Das ist dumm. Der Klassenkampf kommt in Wellen. Es gibt Momente, in denen sich die Menschen erheben, es gibt Momente des Konflikts, Momente des Niedergangs – man kann nicht über das Ende einer Ära oder bestimmter Projekte sprechen. In ganz Lateinamerika dauern die Kämpfe an. Die Sache ist die, dass wir noch nicht zu einem Prozess des Volksaufstands gekommen sind, weil es wahr ist, dass sich die Massen mit der Natur der fortschrittlichen Regierungen abgefunden haben. In einigen Ländern wie Argentinien wurden diese Regierungen gestürzt. Dies wird eine Reaktion der Massen hervorrufen, was wir hoffen.
Anstatt darüber, was diese oder jene Ära am meisten definiert, müssen wir darüber diskutieren, welches Entwicklungsprojekt die Probleme der Menschen lösen wird. Letztlich interessieren mich Projekte, die postkapitalistisch sind, weil der Kapitalismus in der Krise steckt und wir sehen, dass er für die Menschheit und unser Volk nichts Fortschrittliches mehr darstellt.
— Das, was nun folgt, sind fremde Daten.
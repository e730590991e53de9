use std::collections::BTreeMap;
use std::fmt;
use std::net::SocketAddr;

use bytes::Bytes;

use super::codec::CodecError;
use super::directory::DirectoryCommand;
use super::protocol::{Packet, Payload};
use super::transport::Transport;

/// Identifies one outstanding (message kind, subject) pair, e.g. `"JoinLobby:alice"`.
#[derive(Debug, Clone, PartialEq, Eq, Hash, PartialOrd, Ord)]
pub struct ReliableKey(String);

impl ReliableKey {
    pub fn new(kind: impl fmt::Display, subject: impl fmt::Display) -> Self {
        Self(format!("{}:{}", kind, subject))
    }

    pub fn as_str(&self) -> &str {
        &self.0
    }
}

impl fmt::Display for ReliableKey {
    fn fmt(&self, f: &mut fmt::Formatter<'_>) -> fmt::Result {
        f.write_str(&self.0)
    }
}

impl From<String> for ReliableKey {
    fn from(key: String) -> Self {
        Self(key)
    }
}

impl From<&str> for ReliableKey {
    fn from(key: &str) -> Self {
        Self(key.to_string())
    }
}

#[derive(Debug, Clone, PartialEq, Eq)]
pub struct PendingReliable {
    pub destination: SocketAddr,
    pub frame: Bytes,
    pub attempts: u32,
}

#[derive(Debug, Clone, Copy, Default, PartialEq, Eq)]
pub struct RetryPolicy {
    /// `None` retries until the entry is removed.
    pub max_attempts: Option<u32>,
}

impl RetryPolicy {
    pub fn unbounded() -> Self {
        Self { max_attempts: None }
    }

    pub fn bounded(max_attempts: u32) -> Self {
        Self {
            max_attempts: Some(max_attempts),
        }
    }

    fn exhausted(&self, attempts: u32) -> bool {
        self.max_attempts.is_some_and(|max| attempts >= max)
    }
}

/// Control messages awaiting acknowledgment, resent on every [`ReliableRegistry::resend`].
#[derive(Debug, Default)]
pub struct ReliableRegistry {
    pending: BTreeMap<ReliableKey, PendingReliable>,
    policy: RetryPolicy,
}

impl ReliableRegistry {
    pub fn new() -> Self {
        Self::default()
    }

    pub fn with_policy(policy: RetryPolicy) -> Self {
        Self {
            pending: BTreeMap::new(),
            policy,
        }
    }

    pub fn policy(&self) -> RetryPolicy {
        self.policy
    }

    /// Encodes `packet` once and stores it; a pending entry under the same key is replaced.
    pub fn add<P: Payload>(
        &mut self,
        key: ReliableKey,
        destination: SocketAddr,
        packet: &Packet<P>,
    ) -> Result<(), CodecError> {
        let frame = packet.encode()?;
        self.add_frame(key, destination, frame);
        Ok(())
    }

    pub fn add_frame(&mut self, key: ReliableKey, destination: SocketAddr, frame: Bytes) {
        let entry = PendingReliable {
            destination,
            frame,
            attempts: 0,
        };
        if self.pending.insert(key.clone(), entry).is_some() {
            log::debug!("Replaced pending reliable message {}", key);
        }
    }

    pub fn remove(&mut self, key: &ReliableKey) -> bool {
        self.pending.remove(key).is_some()
    }

    pub fn is_pending(&self, key: &ReliableKey) -> bool {
        self.pending.contains_key(key)
    }

    pub fn get(&self, key: &ReliableKey) -> Option<&PendingReliable> {
        self.pending.get(key)
    }

    /// Sends one pending entry immediately, outside the resend cadence.
    pub fn send_now<T: Transport>(&mut self, key: &ReliableKey, transport: &mut T) -> bool {
        match self.pending.get_mut(key) {
            Some(entry) => {
                transport.send_to(entry.destination, &entry.frame);
                entry.attempts += 1;
                true
            }
            None => false,
        }
    }

    /// Sends every pending frame once. Entries that ran out of attempts are dropped and their
    /// keys returned.
    pub fn resend<T: Transport>(&mut self, transport: &mut T) -> Vec<ReliableKey> {
        let policy = self.policy;
        let mut expired = Vec::new();

        self.pending.retain(|key, entry| {
            if policy.exhausted(entry.attempts) {
                log::warn!(
                    "Giving up on {} to {} after {} attempts",
                    key,
                    entry.destination,
                    entry.attempts
                );
                expired.push(key.clone());
                return false;
            }
            transport.send_to(entry.destination, &entry.frame);
            entry.attempts += 1;
            true
        });

        expired
    }

    /// Sends a directory command, tracking it until acknowledged when the verb expects an ack.
    pub fn send_directory<T: Transport>(
        &mut self,
        directory: SocketAddr,
        command: &DirectoryCommand,
        transport: &mut T,
    ) {
        if command.verb.expects_ack() {
            let key = command.reliable_key();
            self.add_frame(key.clone(), directory, command.to_frame());
            self.send_now(&key, transport);
        } else {
            transport.send_to(directory, &command.to_frame());
        }
    }

    /// Withdraws the request an incoming directory ack answers.
    pub fn acknowledge_directory(&mut self, ack: &DirectoryCommand) -> bool {
        ack.verb.is_ack() && self.remove(&ack.reliable_key())
    }

    pub fn remove_destination(&mut self, destination: SocketAddr) -> usize {
        let before = self.pending.len();
        self.pending
            .retain(|_, entry| entry.destination != destination);
        before - self.pending.len()
    }

    pub fn keys(&self) -> impl Iterator<Item = &ReliableKey> + '_ {
        self.pending.keys()
    }

    pub fn len(&self) -> usize {
        self.pending.len()
    }

    pub fn is_empty(&self) -> bool {
        self.pending.is_empty()
    }

    pub fn clear(&mut self) {
        self.pending.clear();
    }
}

#[cfg(test)]
mod tests {
    use super::*;
    use crate::net::protocol::{JoinLobby, PacketType};
    use crate::net::transport::RecordingTransport;

    fn addr(port: u16) -> SocketAddr {
        SocketAddr::from(([127, 0, 0, 1], port))
    }

    fn join(name: &str) -> Packet<JoinLobby> {
        Packet::new(
            0,
            JoinLobby {
                player_name: name.to_string(),
                lobby_name: Some("dust".to_string()),
            },
        )
    }

    #[test]
    fn test_resends_every_period_until_removed() {
        let mut registry = ReliableRegistry::new();
        let mut transport = RecordingTransport::new();
        let key = ReliableKey::new(PacketType::JoinLobby.tag(), "alice");
        let packet = join("alice");
        registry.add(key.clone(), addr(9001), &packet).unwrap();

        for _ in 0..5 {
            assert!(registry.resend(&mut transport).is_empty());
        }
        let expected = packet.encode().unwrap();
        assert_eq!(transport.sent().len(), 5);
        assert!(transport.sent_to(addr(9001)).all(|frame| *frame == expected));

        assert!(registry.remove(&key));
        transport.take();
        for _ in 0..5 {
            registry.resend(&mut transport);
        }
        assert!(transport.sent().is_empty());
        assert!(!registry.is_pending(&key));
    }

    #[test]
    fn test_key_collision_overwrites() {
        let mut registry = ReliableRegistry::new();
        let mut transport = RecordingTransport::new();
        let key = ReliableKey::from("join:alice");
        registry.add_frame(key.clone(), addr(1), Bytes::from_static(b"first"));
        registry.add_frame(key.clone(), addr(2), Bytes::from_static(b"second"));

        registry.resend(&mut transport);
        assert_eq!(registry.len(), 1);
        assert_eq!(transport.sent(), &[(addr(2), Bytes::from_static(b"second"))]);
    }

    #[test]
    fn test_bounded_policy_expires() {
        let mut registry = ReliableRegistry::with_policy(RetryPolicy::bounded(3));
        let mut transport = RecordingTransport::new();
        let key = ReliableKey::new("stlob", "EU:dust");
        registry.add_frame(key.clone(), addr(8484), Bytes::from_static(b"stlob EU:dust"));

        for _ in 0..3 {
            assert!(registry.resend(&mut transport).is_empty());
        }
        assert_eq!(registry.resend(&mut transport), vec![key.clone()]);
        assert_eq!(transport.sent().len(), 3);
        assert!(!registry.is_pending(&key));
    }

    #[test]
    fn test_send_now_counts_attempt() {
        let mut registry = ReliableRegistry::new();
        let mut transport = RecordingTransport::new();
        let key = ReliableKey::from("connect");
        registry.add_frame(key.clone(), addr(1), Bytes::from_static(b"c"));

        assert!(registry.send_now(&key, &mut transport));
        assert!(!registry.send_now(&ReliableKey::from("other"), &mut transport));
        assert_eq!(registry.get(&key).unwrap().attempts, 1);
        assert_eq!(transport.sent().len(), 1);
    }

    #[test]
    fn test_directory_request_withdrawn_by_ack() {
        use crate::net::directory::DirectoryVerb;

        let mut registry = ReliableRegistry::new();
        let mut transport = RecordingTransport::new();
        let join =
            DirectoryCommand::from_fields(DirectoryVerb::JoinLobby, &["alice", "EU", "dust"]);
        registry.send_directory(addr(8484), &join, &mut transport);

        let update = DirectoryCommand::new(DirectoryVerb::LobbyUpdate, "EU:dust:3");
        registry.send_directory(addr(8484), &update, &mut transport);

        assert_eq!(transport.sent().len(), 2);
        assert_eq!(registry.len(), 1);

        let ack = DirectoryCommand::parse(b"pjack alice:9001").unwrap();
        assert!(registry.acknowledge_directory(&ack));
        assert!(registry.is_empty());
        assert!(!registry.acknowledge_directory(&join));
    }

    #[test]
    fn test_remove_destination() {
        let mut registry = ReliableRegistry::new();
        registry.add_frame(ReliableKey::from("a"), addr(1), Bytes::from_static(b"a"));
        registry.add_frame(ReliableKey::from("b"), addr(2), Bytes::from_static(b"b"));
        registry.add_frame(ReliableKey::from("c"), addr(1), Bytes::from_static(b"c"));

        assert_eq!(registry.remove_destination(addr(1)), 2);
        assert_eq!(registry.keys().collect::<Vec<_>>(), vec![&ReliableKey::from("b")]);
    }
}
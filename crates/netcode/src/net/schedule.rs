use std::time::Duration;

/// Runs a callback at most once per `period` of simulated time.
///
/// Time only moves when the owner calls [`Periodic::elapse`] (or [`Periodic::tick`]) with the
/// frame delta. A zero period fires on every call. An idle scheduler never fires.
#[derive(Debug, Clone)]
pub struct Periodic<F> {
    callback: Option<F>,
    period: Duration,
    remaining: Duration,
}

impl<F> Periodic<F> {
    pub fn new(callback: F, period: Duration) -> Self {
        Self {
            callback: Some(callback),
            period,
            remaining: period,
        }
    }

    pub fn idle() -> Self {
        Self {
            callback: None,
            period: Duration::ZERO,
            remaining: Duration::ZERO,
        }
    }

    pub fn is_idle(&self) -> bool {
        self.callback.is_none()
    }

    pub fn period(&self) -> Duration {
        self.period
    }

    pub fn remaining(&self) -> Duration {
        self.remaining
    }

    pub fn callback(&self) -> Option<&F> {
        self.callback.as_ref()
    }

    /// Advances the timer; true when the callback is due. The timer is reset when it fires.
    pub fn elapse(&mut self, dt: Duration) -> bool {
        if self.callback.is_none() {
            return false;
        }

        self.remaining = self.remaining.saturating_sub(dt);
        if self.remaining.is_zero() {
            self.remaining = self.period;
            return true;
        }
        false
    }

    pub fn reset(&mut self) {
        self.remaining = self.period;
    }
}

impl<F: Copy> Periodic<F> {
    /// Elapses `dt` and hands back the callback when it is due, so an owner can call it with
    /// `&mut self` after the borrow of the timer ends.
    pub fn due(&mut self, dt: Duration) -> Option<F> {
        if self.elapse(dt) {
            self.callback
        } else {
            None
        }
    }
}

impl<F: FnMut()> Periodic<F> {
    pub fn tick(&mut self, dt: Duration) -> bool {
        if self.elapse(dt) {
            self.run_now();
            return true;
        }
        false
    }

    pub fn run_now(&mut self) {
        if let Some(callback) = self.callback.as_mut() {
            callback();
        }
    }
}
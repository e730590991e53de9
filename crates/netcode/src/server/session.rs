use std::collections::{HashMap, VecDeque};
use std::io;
use std::net::{SocketAddr, ToSocketAddrs};
use std::time::Duration;

use bytes::Bytes;

use crate::net::{
    CodecError, Connect, DirectoryCommand, DirectoryVerb, Disconnect, Dispatcher, EntityRegistry,
    InputBits, JoinLobby, LIST_DELIMITER, LeaveLobby, NetEntity, NetHost, NetworkStats, Packet,
    PacketHandler, PacketHeader, PacketType, Payload, Periodic, PlayerInput, ReceiverHandle,
    RefreshPlayerList, ReliableKey, ReliableRegistry, SequenceFilter, Snapshot, SnapshotHistory,
    StartGame, Transport, UNASSIGNED_ID, UdpTransport, WorkQueue, decode_or_log, dispatch,
};

use super::config::ServerConfig;
use super::events::{DisconnectReason, ServerEvent};

/// The embedding game as seen by the server session.
pub trait ServerGame {
    type Entity: NetEntity;

    fn spawn(&mut self, server_id: i32, player_name: &str) -> Self::Entity;

    /// Last chance to overrule a client-reported snapshot before it is applied and recorded.
    fn authorize(&mut self, _entity: &Self::Entity, _snapshot: &mut Snapshot) {}

    fn on_input(&mut self, _entity: &mut Self::Entity, _input: InputBits) {}

    fn on_directory(&mut self, _command: &DirectoryCommand) {}

    fn on_event(&mut self, _addr: SocketAddr, _header: PacketHeader, _frame: &[u8]) {}
}

#[derive(Debug)]
struct ConnectedClient {
    server_id: i32,
    player_name: String,
    lobby: Option<String>,
    history: SnapshotHistory<Snapshot>,
    silence: Duration,
}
Wir müssen über neue Projekte nachdenken, die über den Kapitalismus hinausgehen.
Ebenso sehen wir in politischen Regimen, dass die durch die Französische Revolution geschaffene bürgerliche Demokratie nicht mehr funktioniert, weil Unternehmen, Medien und Finanzmächte den Willen des Volkes manipulieren. Wir müssen über neue Formen der Beteiligung der Bevölkerung, neue Formen der Abstimmung nachdenken und darüber debattieren, damit der Wille des Volkes in der Kontrolle des Staates und der öffentlichen Institutionen zum Ausdruck kommen kann. Denn was in vielen Ländern wie Ecuador oder Venezuela passiert, ist, dass man eine fortschrittliche Regierung wählt, die Staatsmaschinerie aber weiterhin konservativ und bürgerlich ist.
Es gibt Institutionen, die sich nicht ändern wollen, Institutionen, die nur auf die Bedürfnisse der Bourgeoisie eingehen. Auch wenn das Volk eine fortschrittliche Regierung wählt, fällt es diesen Regierungen schwer, sicherzustellen, dass die Staatsmaschinerie im Interesse des Volkes funktioniert.
Ich denke, dass wir vor einer großen Herausforderung stehen, selbst für Regierungen, die demokratisch wiedergewählt werden, wie Lula in Brasilien oder Lenin in Ecuador. Die Herausforderung besteht darin, nicht nur über ein neues Projekt der wirtschaftlichen Entwicklung nachzudenken, sondern auch über neue Wege zur Ausübung der partizipativen Volksdemokratie nachzudenken. Aber das ist eine Herausforderung, vor der die ganze Welt steht. Papst Franziskus traf sich kürzlich mit sozialen Bewegungen und alle, die dort waren, sogar (Jose) Mujica und Papst Franziskus, waren sich einig, dass die große Herausforderung unserer Zeit darin besteht, ein neues politisches Regime zu entwickeln, das nicht mehr wie jetzt vom Kapital als Geisel genommen wird.